Your task:
Going through the lines below, tally those that include "level", and give only the number.

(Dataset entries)
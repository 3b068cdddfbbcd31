//! zstd framing for the Compressed tier.

use bytes::Bytes;
use strata_core::CacheError;

pub(crate) fn compress(key: &str, raw: &[u8], level: i32) -> Result<Bytes, CacheError> {
    zstd::bulk::compress(raw, level)
        .map(Bytes::from)
        .map_err(|e| CacheError::Compression {
            key: key.to_string(),
            reason: e.to_string(),
        })
}

/// Decompress a frame whose original length is `raw_size`.
pub(crate) fn decompress(key: &str, frame: &[u8], raw_size: usize) -> Result<Bytes, CacheError> {
    let out = zstd::bulk::decompress(frame, raw_size).map_err(|e| CacheError::Compression {
        key: key.to_string(),
        reason: e.to_string(),
    })?;
    if out.len() != raw_size {
        return Err(CacheError::Compression {
            key: key.to_string(),
            reason: format!("decompressed {} bytes, expected {}", out.len(), raw_size),
        });
    }
    Ok(Bytes::from(out))
}
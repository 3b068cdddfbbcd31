//! Loaders used by the preloader to fetch absent keys.

use async_trait::async_trait;
use bytes::Bytes;
use std::collections::HashMap;
use std::sync::Arc;
use strata_core::CacheError;

/// Fetches the value behind a cache key for speculative preloading.
///
/// Implemented by whichever subsystem owns the underlying data for a cache
/// namespace. `Ok(None)` means the key has nothing to preload.
#[async_trait]
pub trait PreloadLoader: Send + Sync {
    async fn load(&self, key: &str) -> Result<Option<Bytes>, CacheError>;
}

/// Routes keys to the loader owning their namespace.
///
/// The namespace is the part of the key before the first `:`. Keys with no
/// registered namespace go to the fallback loader, if any.
#[derive(Default, Clone)]
pub struct LoaderRegistry {
    namespaces: HashMap<String, Arc<dyn PreloadLoader>>,
    fallback: Option<Arc<dyn PreloadLoader>>,
}

impl LoaderRegistry {
    pub fn new() -> Self {
        Self::default()
    }

    pub fn with_namespace(
        mut self,
        namespace: impl Into<String>,
        loader: Arc<dyn PreloadLoader>,
    ) -> Self {
        self.namespaces.insert(namespace.into(), loader);
        self
    }

    pub fn with_fallback(mut self, loader: Arc<dyn PreloadLoader>) -> Self {
        self.fallback = Some(loader);
        self
    }

    pub fn namespace_of(key: &str) -> Option<&str> {
        key.split_once(':').map(|(ns, _)| ns)
    }

    fn route(&self, key: &str) -> Option<&Arc<dyn PreloadLoader>> {
        Self::namespace_of(key)
            .and_then(|ns| self.namespaces.get(ns))
            .or(self.fallback.as_ref())
    }
}

impl std::fmt::Debug for LoaderRegistry {
    fn fmt(&self, f: &mut std::fmt::Formatter<'_>) -> std::fmt::Result {
        let mut namespaces: Vec<&String> = self.namespaces.keys().collect();
        namespaces.sort();
        f.debug_struct("LoaderRegistry")
            .field("namespaces", &namespaces)
            .field("has_fallback", &self.fallback.is_some())
            .finish()
    }
}

#[async_trait]
impl PreloadLoader for LoaderRegistry {
    async fn load(&self, key: &str) -> Result<Option<Bytes>, CacheError> {
        match self.route(key) {
            Some(loader) => loader.load(key).await,
            None => Ok(None),
        }
    }
}

#[cfg(test)]
mod tests {
    use super::*;

    struct Fixed(&'static str);

    #[async_trait]
    impl PreloadLoader for Fixed {
        async fn load(&self, _key: &str) -> Result<Option<Bytes>, CacheError> {
            Ok(Some(Bytes::from_static(self.0.as_bytes())))
        }
    }

    #[tokio::test]
    async fn test_routes_by_namespace() {
        let registry = LoaderRegistry::new()
            .with_namespace("forecast", Arc::new(Fixed("f")))
            .with_namespace("report", Arc::new(Fixed("r")));

        assert_eq!(registry.load("forecast:AAPL").await.unwrap(), Some(Bytes::from_static(b"f")));
        assert_eq!(registry.load("report:q3").await.unwrap(), Some(Bytes::from_static(b"r")));
        assert_eq!(registry.load("other:x").await.unwrap(), None);
        assert_eq!(registry.load("no-namespace").await.unwrap(), None);
    }

    #[tokio::test]
    async fn test_fallback_used_for_unknown_namespace() {
        let registry = LoaderRegistry::new()
            .with_namespace("forecast", Arc::new(Fixed("f")))
            .with_fallback(Arc::new(Fixed("fallback")));

        assert_eq!(
            registry.load("other:x").await.unwrap(),
            Some(Bytes::from_static(b"fallback"))
        );
    }
}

Response to this exercise:
2